30/12/11

Oblómov, de Iván A. Goncharov (y II)

(Es posible que esta reseña contenga información relevante sobre el argumento de Oblómov)

“— ¡Alto ahí! No me diga que tiene una palabra amable para Oblómov —aquel primer «Ilych» que fue la ruina de Rusia —y el goce de quienes critican la sociedad” (La dádiva, Vladimir Nabokov)

Un día a media mañana, caminaban por las aceras de madera del barrio de Viborg dos caballeros (…) Uno de ellos era Shtolz y el otro, un escritor, amigo suyo, hombre grueso, de rostro apático y pensativo, de ojos un tanto somnolientos”. Así se inicia el capítulo final de Oblómov, introduciéndose el propio Goncharov como personaje de la novela. Camina en compañía de su personaje, Shtolz, y le es revelada la historia de Oblómov. Esto no resulta nada extraño (no en nuestros días, saturados como estamos de juegos metaficcionales) teniendo en cuenta que estamos al final de la novela (que, precisamente, es lo que se le va a explicar al innominado Goncharov en el último capítulo). No es extraño porque leyendo la novela el lector (al menos es lo que me ha ocurrido y hacía mucho tiempo que no sentía una cosa parecida) tiene ganas de introducirse dentro de ella, irrumpir en la trama, agarrar a Oblómov de las solapas de su batín y gritarle “¡no te das cuenta!”, “¡haz algo! ¡reacciona!”

Decir esto a posteriori es fácil y quizás algo gratuito, pero Oblómov (1859) es el nexo de unión narrativo entre Madame Bovary (1857) y Anna Karenina (1877). De alguna manera las tres muestran el enfrentamiento de unos personajes contra la banalidad de una sociedad improductiva, con un protocolo espurio y una artificiosa rigidez moral. Las tres están escritas por hombres pero es conocida, aunque quizás apócrifa, la respuesta de Flaubert (“Madame Bovary soy yo”) y, en el comentario a Anna Karenina lo expliqué, Tolstoi parece centrarse más en sí mismo que en su personaje. Goncharov no puede identificarse con su personaje como, al parecer, lo hicieron Flaubert y Tolstoi, porque hacerlo supone renunciar a la acción. Oblómov y el oblomovismo, termino metanarrativamente acuñado por el propio Goncharov en la última frase de su novela, niegan toda actividad. No hay narrador posible dentro de la piel de un Oblómov porque entonces nunca nada sería escrito. A Oblómov no podemos más que observarle desde lejos, contemplarle en un escenario polvoriento y en penumbra en el que él se limita a dormitar.

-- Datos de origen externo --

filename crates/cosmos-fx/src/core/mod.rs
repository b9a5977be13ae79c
pub mod error;
pub mod time;
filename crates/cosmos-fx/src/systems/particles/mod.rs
pub mod star;
pub mod field;
pub mod links;
pub mod sparks;

pub use star::{Star, Population, glow_radius};
pub use field::{FieldConfig, ParticleField};
pub use links::{Link, LinkConfig, link_alpha, proximity_links, render_links};
pub use sparks::{BurstEmitter, Spark, SparkDynamics, SparkField};
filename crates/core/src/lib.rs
pub mod action;
pub mod approval;
pub mod channel;
pub mod error;
pub mod issue;
pub mod notification;
pub mod outcome;
pub mod policy;
pub mod request;
pub mod severity;

pub use action::{
    ActionConfig, ActionParameters, CircuitBreakerParameters, RemediationAction,
    RestartPodParameters, RollbackParameters, ScaleUpParameters,
};
pub use approval::{ApprovalDecision, ApprovalRecord, ChannelDelivery};
pub use channel::{ChannelKind, NotificationChannel};
pub use error::CoreError;
pub use issue::{Issue, IssueReport, compute_signature};
pub use notification::Notification;
pub use outcome::{ExecutionOutcome, Outcome};
pub use policy::{CircuitBreakerOverride, CircuitBreakerSettings, PolicyConfig, RetrySettings};
pub use request::{RemediationRequest, RequestState, StateChange};
pub use severity::Severity;
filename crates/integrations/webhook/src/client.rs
use hmac::{Hmac, Mac};
use reqwest::Client;
use serde::Serialize;
use serde_json::json;
use sha2::Sha256;
use tracing::{debug, warn};

use crate::config::{AuthMethod, WebhookConfig};
use crate::error::WebhookError;

type HmacSha256 = Hmac<Sha256>;

/// JSON-over-HTTP transport with the configured headers and auth applied.
#[derive(Debug, Clone)]
pub struct WebhookClient {
    config: WebhookConfig,
    client: Client,
}

impl WebhookClient {
    /// Build a client whose requests time out after `config.timeout()`.
    pub fn new(config: WebhookConfig) -> Result<Self, WebhookError> {
        let client = Client::builder().timeout(config.timeout()).build()?;
        Ok(Self { config, client })
    }

    /// Reuse an existing connection pool. The per-request timeout still
    /// comes from `config`.
    pub fn with_client(config: WebhookConfig, client: Client) -> Self {
        Self { config, client }
    }

    pub fn config(&self) -> &WebhookConfig {
        &self.config
    }

    /// Hex-encoded HMAC-SHA256 of `body`.
    pub fn sign(secret: &str, body: &[u8]) -> Result<String, WebhookError> {
        let mut mac = HmacSha256::new_from_slice(secret.as_bytes())
            .map_err(|e| WebhookError::SigningError(format!("invalid HMAC key: {e}")))?;
        mac.update(body);
        Ok(hex::encode(mac.finalize().into_bytes()))
    }

    fn apply_auth(
        &self,
        request: reqwest::RequestBuilder,
        body: &[u8],
    ) -> Result<reqwest::RequestBuilder, WebhookError> {
        Ok(match &self.config.auth {
            Some(AuthMethod::Bearer { token }) => request.bearer_auth(token),
            Some(AuthMethod::Basic { username, password }) => {
                request.basic_auth(username, Some(password))
            }
            Some(AuthMethod::ApiKey { header, value }) => request.header(header, value),
            Some(AuthMethod::HmacSha256 { secret, header }) => {
                let signature = Self::sign(secret, body)?;
                request.header(header, format!("sha256={signature}"))
            }
            None => request,
        })
    }

    /// POST `body` as JSON to `url` and return the response body.
    ///
    /// A non-JSON success body is wrapped as `{"status", "body"}`. Any
    /// non-2xx status is an error.
    pub async fn post_json<T: Serialize + ?Sized>(
        &self,
        url: &str,
        body: &T,
    ) -> Result<serde_json::Value, WebhookError> {
        let bytes =
            serde_json::to_vec(body).map_err(|e| WebhookError::InvalidPayload(e.to_string()))?;
        debug!(url, bytes = bytes.len(), "posting webhook");

        let mut request = self
            .client
            .post(url)
            .timeout(self.config.timeout())
            .header("Content-Type", "application/json");
        for (key, value) in &self.config.headers {
            request = request.header(key, value);
        }
        let request = self.apply_auth(request, &bytes)?.body(bytes);

        let response = request.send().await.map_err(|e| {
            if e.is_timeout() {
                warn!(url, "webhook request timed out");
                WebhookError::Timeout(self.config.timeout())
            } else {
                WebhookError::Http(e)
            }
        })?;

        let status = response.status().as_u16();
        let text = response.text().await.unwrap_or_default();
        if !(200..300).contains(&status) {
            warn!(url, status, "webhook endpoint returned an error status");
            return Err(WebhookError::UnexpectedStatus { status, body: text });
        }

        if text.trim().is_empty() {
            return Ok(json!({ "status": status }));
        }
        Ok(serde_json::from_str(&text).unwrap_or_else(|_| json!({ "status": status, "body": text })))
    }
}
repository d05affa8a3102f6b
use std::path::PathBuf;

use thiserror::Error;

/// Failures reported by an [`AuditSink`](crate::AuditSink).
#[derive(Debug, Error)]
pub enum AuditError {
    /// The backing file could not be accessed.
    #[error("audit log {}: {source}", path.display())]
    Io {
        path: PathBuf,
        #[source]
        source: std::io::Error,
    },

    #[error("cannot encode audit entry: {0}")]
    Encode(#[from] serde_json::Error),

    /// The sink is not accepting entries right now.
    #[error("audit sink unavailable: {0}")]
    Unavailable(String),
}

impl AuditError {
    pub fn io(path: impl Into<PathBuf>, source: std::io::Error) -> Self {
        Self::Io {
            path: path.into(),
            source,
        }
    }
}
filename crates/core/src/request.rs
use std::fmt;

use chrono::{DateTime, Utc};
use serde::{Deserialize, Serialize};
use uuid::Uuid;

use crate::action::RemediationAction;
use crate::error::CoreError;
use crate::issue::Issue;

/// Lifecycle state of a [`RemediationRequest`].
#[derive(Debug, Clone, Copy, PartialEq, Eq, Hash, Serialize, Deserialize)]
#[serde(rename_all = "snake_case")]
pub enum RequestState {
    Created,
    Deduplicated,
    RateLimited,
    AwaitingApproval,
    Approved,
    Rejected,
    TimedOut,
    Cancelled,
    Executing,
    Succeeded,
    Failed,
}

impl RequestState {
    pub fn as_str(self) -> &'static str {
        match self {
            Self::Created => "created",
            Self::Deduplicated => "deduplicated",
            Self::RateLimited => "rate_limited",
            Self::AwaitingApproval => "awaiting_approval",
            Self::Approved => "approved",
            Self::Rejected => "rejected",
            Self::TimedOut => "timed_out",
            Self::Cancelled => "cancelled",
            Self::Executing => "executing",
            Self::Succeeded => "succeeded",
            Self::Failed => "failed",
        }
    }

    pub fn is_terminal(self) -> bool {
        matches!(
            self,
            Self::Deduplicated
                | Self::RateLimited
                | Self::Rejected
                | Self::TimedOut
                | Self::Cancelled
                | Self::Succeeded
                | Self::Failed
        )
    }

    /// Whether `next` directly follows `self` in the request lifecycle.
    pub fn can_transition_to(self, next: Self) -> bool {
        matches!(
            (self, next),
            (
                Self::Created,
                Self::Deduplicated | Self::RateLimited | Self::AwaitingApproval | Self::Executing
            ) | (
                Self::AwaitingApproval,
                Self::Approved | Self::Rejected | Self::TimedOut | Self::Cancelled
            ) | (Self::Approved, Self::Executing)
                | (Self::Executing, Self::Succeeded | Self::Failed)
        )
    }
}

impl fmt::Display for RequestState {
    fn fmt(&self, f: &mut fmt::Formatter<'_>) -> fmt::Result {
        f.write_str(self.as_str())
    }
}

/// One recorded state change.
#[derive(Debug, Clone, PartialEq, Eq, Serialize, Deserialize)]
pub struct StateChange {
    pub state: RequestState,
    pub at: DateTime<Utc>,
}

/// The working unit for one (issue, chosen action) pair.
#[derive(Debug, Clone, Serialize, Deserialize)]
pub struct RemediationRequest {
    pub id: Uuid,
    pub issue_id: String,
    pub signature: String,
    pub category: String,
    pub action: String,
    pub state: RequestState,
    pub created_at: DateTime<Utc>,
    pub updated_at: DateTime<Utc>,
    /// Executor attempts used, once execution has been tried.
    #[serde(default)]
    pub attempts: Option<u32>,
    /// Executor result details of a successful run.
    #[serde(default)]
    pub execution: Option<serde_json::Value>,
    /// Set once the executed action has been rolled back.
    #[serde(default)]
    pub rolled_back_at: Option<DateTime<Utc>>,
    pub history: Vec<StateChange>,
}

impl RemediationRequest {
    pub fn new(issue: &Issue, action: &RemediationAction) -> Self {
        let now = Utc::now();
        Self {
            id: Uuid::now_v7(),
            issue_id: issue.id.clone(),
            signature: issue.signature.clone(),
            category: issue.category.clone(),
            action: action.name.clone(),
            state: RequestState::Created,
            created_at: now,
            updated_at: now,
            attempts: None,
            execution: None,
            rolled_back_at: None,
            history: vec![StateChange {
                state: RequestState::Created,
                at: now,
            }],
        }
    }

    /// Move to `next`, refusing anything that would revisit or skip a state.
    pub fn transition(&mut self, next: RequestState) -> Result<(), CoreError> {
        if !self.state.can_transition_to(next) {
            return Err(CoreError::InvalidTransition {
                from: self.state,
                to: next,
            });
        }
        let now = Utc::now();
        self.state = next;
        self.updated_at = now;
        self.history.push(StateChange {
            state: next,
            at: now,
        });
        Ok(())
    }

    pub fn is_terminal(&self) -> bool {
        self.state.is_terminal()
    }
}
use std::fmt;

use chrono::{DateTime, Utc};
use serde::{Deserialize, Serialize};
use uuid::Uuid;

/// Decision state of an approval record.
#[derive(Debug, Clone, Copy, PartialEq, Eq, Hash, Serialize, Deserialize)]
#[serde(rename_all = "snake_case")]
pub enum ApprovalDecision {
    Pending,
    Approved,
    Rejected,
    TimedOut,
    /// The issue was resolved while the approval was still pending.
    Cancelled,
}

impl ApprovalDecision {
    pub fn as_str(self) -> &'static str {
        match self {
            Self::Pending => "pending",
            Self::Approved => "approved",
            Self::Rejected => "rejected",
            Self::TimedOut => "timed_out",
            Self::Cancelled => "cancelled",
        }
    }

    pub fn is_terminal(self) -> bool {
        !matches!(self, Self::Pending)
    }
}

impl fmt::Display for ApprovalDecision {
    fn fmt(&self, f: &mut fmt::Formatter<'_>) -> fmt::Result {
        f.write_str(self.as_str())
    }
}

/// Result of delivering an approval request to one channel.
#[derive(Debug, Clone, PartialEq, Eq, Serialize, Deserialize)]
pub struct ChannelDelivery {
    pub channel: String,
    pub delivered: bool,
    #[serde(default, skip_serializing_if = "Option::is_none")]
    pub error: Option<String>,
}

/// Approval state for a single remediation request.
#[derive(Debug, Clone, PartialEq, Eq, Serialize, Deserialize)]
pub struct ApprovalRecord {
    pub request_id: Uuid,
    pub action: String,
    pub issue_signature: String,
    pub channels: Vec<String>,
    #[serde(default)]
    pub deliveries: Vec<ChannelDelivery>,
    pub created_at: DateTime<Utc>,
    pub deadline: DateTime<Utc>,
    pub decision: ApprovalDecision,
    #[serde(default)]
    pub decided_by: Option<String>,
    #[serde(default)]
    pub decided_at: Option<DateTime<Utc>>,
}

impl ApprovalRecord {
    pub fn is_pending(&self) -> bool {
        self.decision == ApprovalDecision::Pending
    }
}
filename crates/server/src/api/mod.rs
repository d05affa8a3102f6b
pub mod approvals;
pub mod audit;
pub mod catalog;
pub mod circuit_breakers;
pub mod health;
pub mod issues;
pub mod requests;

use std::path::PathBuf;
use std::sync::Arc;

use axum::Router;
use axum::routing::{delete, get, post};
use remedy_engine::RemediationOrchestrator;
use serde::Deserialize;
use tower_http::cors::CorsLayer;
use tower_http::trace::TraceLayer;

use crate::ingest::IngestQueue;

/// Actor recorded when an API caller does not name one.
pub const DEFAULT_ACTOR: &str = "api";

/// Shared application state passed to all handlers.
#[derive(Clone)]
pub struct AppState {
    pub orchestrator: Arc<RemediationOrchestrator>,
    pub ingest: IngestQueue,
    /// Policy file re-read by `POST /admin/catalog/reload`.
    pub policy_path: Option<PathBuf>,
}

/// Optional `{"actor": "..."}` body for operator actions.
#[derive(Debug, Default, Deserialize)]
pub struct ActorBody {
    #[serde(default)]
    pub actor: Option<String>,
}

impl ActorBody {
    pub fn actor(&self) -> &str {
        self.actor
            .as_deref()
            .filter(|a| !a.trim().is_empty())
            .unwrap_or(DEFAULT_ACTOR)
    }
}

/// Build the Axum router with all API routes and middleware.
pub fn router(state: AppState) -> Router {
    let issues = Router::new()
        .route("/v1/issues", post(issues::submit))
        .route("/v1/issues/evaluate", post(issues::evaluate))
        // Signatures may contain '/'.
        .route("/v1/issues/{*signature}", delete(issues::resolve));

    let requests = Router::new()
        .route("/v1/requests", get(requests::list))
        .route("/v1/requests/{id}", get(requests::get))
        .route("/v1/requests/{id}/rollback", post(requests::rollback));

    let approvals = Router::new()
        .route("/v1/approvals", get(approvals::list_pending))
        .route("/v1/approvals/{request_id}", get(approvals::get))
        .route("/v1/approvals/{request_id}/approve", post(approvals::approve))
        .route("/v1/approvals/{request_id}/reject", post(approvals::reject));

    let admin = Router::new()
        .route(
            "/admin/circuit-breakers",
            get(circuit_breakers::list_circuit_breakers),
        )
        .route(
            "/admin/circuit-breakers/reset",
            post(circuit_breakers::reset_all),
        )
        .route(
            "/admin/circuit-breakers/{context}/reset",
            post(circuit_breakers::reset_circuit_breaker),
        )
        .route("/admin/catalog", get(catalog::show))
        .route("/admin/catalog/reload", post(catalog::reload));

    Router::new()
        .route("/health", get(health::health))
        .route("/metrics", get(health::metrics))
        .route("/v1/audit", get(audit::query))
        .merge(issues)
        .merge(requests)
        .merge(approvals)
        .merge(admin)
        .layer(TraceLayer::new_for_http())
        .layer(CorsLayer::permissive())
        .with_state(state)
}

Escribir de noche – pensó Oblómov – ¿Cuándo dormirá? Seguro que gana más de cinco mil al año. ¡Eso sí que está bien! Pero escribir todo el tiempo, derrochar el alma, el pensamiento en menudencias, cambiar de convicciones, comerciar con la inteligencia, la imaginación, violentar la propia naturaleza, sufrir la inquietud, la indignación, no conocer el reposo y estar siempre en movimiento… Y escribir, escribir siempre, ser como una rueda, una máquina: escribir mañana y pasado mañana, en días de fiesta, en verano, escribir constantemente. ¿Cuándo podrá detenerse y descansar? ¡Qué desgraciado!
Volvió la cabeza hacia la mesa (…) y se alegró de estar tumbado (…)

Por otra parte los personajes femeninos que eligen Flaubert y Tolstoi están determinados por el papel pasivo que les asigna la sociedad que las empuja a rebelarse, cada una a su manera y nada eficazmente (supongo que a causa de la mente masculina que subyace en su construcción como personajes). Goncharov elije un personaje masculino, el símbolo de la actividad en la sociedad del XIX, para reducirlo a la voluntaria inacción. ¿Voluntaria? Puede que el fondo de la crítica resida en la incapacidad histórica de Oblómov de actuar. Como producto de su época el personaje representa cierta clase social, descendiente de terratenientes, rentista, sin obligaciones de ningún tipo más allá de las sociales. En realidad Oblomóv es un ser incapaz.

“(Oblómov a Zajar) –¿Acaso soy yo como “otros”? ¿Es que yo voy de un lado para otro; es que yo tengo que trabajar? ¿Acaso como poco? ¿Tengo aspecto mísero y famélico? ¿Me falta algo? Creo que tengo suficiente gente para que me sirva o me atienda. ¡Desde que nací no me puse yo mismo las medias ni una vez en la vida, gracias a Dios! ¿debo acaso preocuparme de algo? ¿Tengo algún motivo para ello? ¿Y a quién se lo digo? ¿No eres tú, acaso, el que me cuidó desde niño? Tú bien conoces mi delicada educación, sabes que jamás experimenté ni frío ni hambre, que no conozco la penuria, qué jamás tuve que ganarme el pan y que, en general, nunca me ocupé de asuntos vulgares. En ese caso, ¿cómo te atreves a compararme con “otros”? ¿Acaso mi salud es igual a la de esos “otros”? ¿Acaso yo puedo soportar y hacer lo que ellos? (…) Espera, espera (…) Te pregunto, ¿cómo has podido ofender cruelmente a tu señor, a quien de niño llevaste en tus brazos, a quien sirves desde hace un siglo y que es tu bienhechor?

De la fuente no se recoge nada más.